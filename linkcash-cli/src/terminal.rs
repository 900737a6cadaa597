//! Drives one payment flow from the terminal.
//!
//! Each published state is acted on once: interactive states ask the
//! operator, terminal states end the loop. Receipts are exported to disk.

use std::path::PathBuf;
use std::sync::Arc;

use linkcash_core::details::PaymentDetails;
use linkcash_core::error::{FlowError, FlowErrorKind};
use linkcash_core::flow::{FlowHandle, FlowState};
use linkcash_core::receipt::{self, format_amount};
use linkcash_core::route::SuccessRoute;
use linkcash_core::session::PaymentSession;
use linkcash_sdk::client::BackendClient;
use linkcash_sdk::objects::ConfirmedTransaction;
use tokio::sync::{mpsc, watch};
use uuid::Uuid;

use crate::prompt::Prompt;

/// How the flow ended from the operator's point of view.
#[derive(Debug)]
pub enum Finish {
    /// Payment confirmed; the text receipt was written to this path.
    Paid(PathBuf),
    AlreadyCompleted(String),
    Failed(FlowError),
    /// The operator quit, input ended, or a shutdown signal arrived.
    Abandoned,
}

pub struct Terminal {
    handle: FlowHandle,
    prompt: Arc<Prompt>,
    client: BackendClient,
    receipt_dir: PathBuf,
    max_attempts: u32,
}

impl Terminal {
    pub fn new(
        handle: FlowHandle,
        prompt: Arc<Prompt>,
        client: BackendClient,
        receipt_dir: PathBuf,
        max_attempts: u32,
    ) -> Self {
        Self {
            handle,
            prompt,
            client,
            receipt_dir,
            max_attempts,
        }
    }

    /// Follow the flow until it reaches an end the operator cares about.
    ///
    /// `ready_rx` carries widget readiness from the card form; it is
    /// forwarded to the flow as is.
    pub async fn run(
        &self,
        mut ready_rx: mpsc::Receiver<Uuid>,
        mut shutdown_rx: watch::Receiver<bool>,
    ) -> anyhow::Result<Finish> {
        let mut state_rx = self.handle.subscribe();
        let mut fresh = true;

        loop {
            if fresh {
                let state = state_rx.borrow_and_update().clone();
                let step = tokio::select! {
                    biased;
                    _ = shutdown_rx.wait_for(|stop| *stop) => return Ok(Finish::Abandoned),
                    step = self.step(&state) => step?,
                };
                if let Some(finish) = step {
                    return Ok(finish);
                }
            }
            fresh = false;

            tokio::select! {
                biased;

                _ = shutdown_rx.wait_for(|stop| *stop) => return Ok(Finish::Abandoned),

                Some(correlation_id) = ready_rx.recv() => {
                    self.handle.widget_ready(correlation_id).await?;
                }

                changed = state_rx.changed() => {
                    if changed.is_err() {
                        return Ok(Finish::Abandoned);
                    }
                    fresh = true;
                }
            }
        }
    }

    async fn step(&self, state: &FlowState) -> anyhow::Result<Option<Finish>> {
        tracing::debug!(state = %state, "Flow state changed");
        match state {
            FlowState::Idle
            | FlowState::DetailsReady { .. }
            | FlowState::InitiatingSession { .. }
            | FlowState::Checkout { .. } => {}
            FlowState::ResolvingDetails { kind } => {
                println!("Loading {kind} payment...");
            }
            FlowState::AwaitingPin { shop, notice } => {
                println!("Shop: {}", shop.name);
                print_notice(notice.as_ref());
                let Some(pin) = self.prompt.ask("Bill PIN:").await else {
                    return Ok(Some(Finish::Abandoned));
                };
                self.handle.submit_pin(pin).await?;
            }
            FlowState::AwaitingMemberSelection { details, notice } => {
                print_members(details);
                print_notice(notice.as_ref());
                let Some(member) = self.ask_member().await else {
                    return Ok(Some(Finish::Abandoned));
                };
                self.handle.select_member(member).await?;
            }
            FlowState::SessionReady {
                details,
                session,
                widget_ready,
                notice,
            } => {
                if !*widget_ready {
                    print_summary(details, session);
                    return Ok(None);
                }
                if let Some(notice) = notice {
                    println!("{}", notice.message);
                    if !self.prompt.confirm("Try again?").await {
                        return Ok(Some(Finish::Abandoned));
                    }
                }
                self.handle.submit_payment().await?;
            }
            FlowState::PollingConfirmation { attempt, .. } => {
                if *attempt > 0 {
                    println!(
                        "Waiting for payment confirmation ({attempt}/{})...",
                        self.max_attempts
                    );
                }
            }
            FlowState::Confirmed { route, record } => {
                let path = self.export_receipt(route, record).await?;
                return Ok(Some(Finish::Paid(path)));
            }
            FlowState::AlreadyCompleted { message, .. } => {
                return Ok(Some(Finish::AlreadyCompleted(message.clone())));
            }
            FlowState::Failed { error, .. } => {
                if error.kind == FlowErrorKind::SessionInitFailed && error.retryable {
                    println!("{}", error.message);
                    if self.prompt.confirm("Retry?").await {
                        self.handle.retry_session().await?;
                        return Ok(None);
                    }
                }
                return Ok(Some(Finish::Failed(error.clone())));
            }
        }
        Ok(None)
    }

    async fn ask_member(&self) -> Option<i64> {
        loop {
            let answer = self.prompt.ask("Member id:").await?;
            match answer.parse::<i64>() {
                Ok(member) => return Some(member),
                Err(_) => println!("`{answer}` is not a member id."),
            }
        }
    }

    /// Print the receipt and write it under the receipt directory. Shop
    /// receipts also get the backend's PDF next to the text file.
    async fn export_receipt(
        &self,
        route: &SuccessRoute,
        record: &ConfirmedTransaction,
    ) -> anyhow::Result<PathBuf> {
        let receipt = receipt::present(route, record);
        let text = receipt.render_text();
        println!("\n{text}");

        tokio::fs::create_dir_all(&self.receipt_dir).await?;
        let path = self.receipt_dir.join(receipt.text_file_name());
        tokio::fs::write(&path, text).await?;
        tracing::info!(path = ?path, "Receipt saved");

        if let SuccessRoute::Shop {
            bill_id: Some(bill_id),
        } = route
        {
            match self.client.shop_receipt_pdf(*bill_id).await {
                Ok(pdf) => {
                    let pdf_path = self.receipt_dir.join(format!("{}.pdf", receipt.file_stem));
                    tokio::fs::write(&pdf_path, &pdf).await?;
                    tracing::info!(path = ?pdf_path, "Receipt PDF saved");
                }
                Err(e) => {
                    tracing::warn!(bill_id, "Failed to download receipt PDF: {}", e);
                }
            }
        }
        Ok(path)
    }
}

fn print_notice(notice: Option<&FlowError>) {
    if let Some(notice) = notice {
        println!("{}", notice.message);
    }
}

fn print_members(details: &PaymentDetails) {
    println!("{}", details.title);
    for member in details.unpaid_members() {
        println!(
            "  [{}] {} {}",
            member.member_payment_id,
            member.name,
            format_amount(member.assigned_amount)
        );
    }
}

fn print_summary(details: &PaymentDetails, session: &PaymentSession) {
    let amount = session
        .key
        .member
        .and_then(|member| details.member(member))
        .map(|member| member.assigned_amount)
        .unwrap_or(details.amount);
    println!("{}: {}", details.title, format_amount(amount));
    if let Some(description) = &details.description {
        println!("{description}");
    }
}
//! Signal handling for graceful shutdown.

use std::sync::Arc;
use tokio::signal::unix::{SignalKind, signal};
use tokio::sync::watch;

/// Creates a future that completes when a shutdown signal is received.
///
/// Listens for SIGTERM and SIGINT (Ctrl+C).
pub async fn shutdown_signal() -> std::io::Result<()> {
    let mut sigterm = signal(SignalKind::terminate())?;
    let mut sigint = signal(SignalKind::interrupt())?;

    tokio::select! {
        _ = sigterm.recv() => {
            tracing::info!("Received SIGTERM, abandoning payment flow");
        }
        _ = sigint.recv() => {
            tracing::info!("Received SIGINT, abandoning payment flow");
        }
    }
    Ok(())
}

/// Spawns a task that flips `shutdown_tx` to `true` on the first signal.
pub fn spawn_signal_handler(shutdown_tx: Arc<watch::Sender<bool>>) {
    tokio::spawn(async move {
        if let Err(e) = shutdown_signal().await {
            tracing::error!("Failed to install signal handlers: {}", e);
            return;
        }
        shutdown_tx.send_replace(true);
    });
}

|---|

Task goal:
Look for the string "write" in the records, and copy every line where it is found.

Your response:
    /// Print the receipt and write it under the receipt directory. Shop
        tokio::fs::write(&path, text).await?;
                    tokio::fs::write(&pdf_path, &pdf).await?;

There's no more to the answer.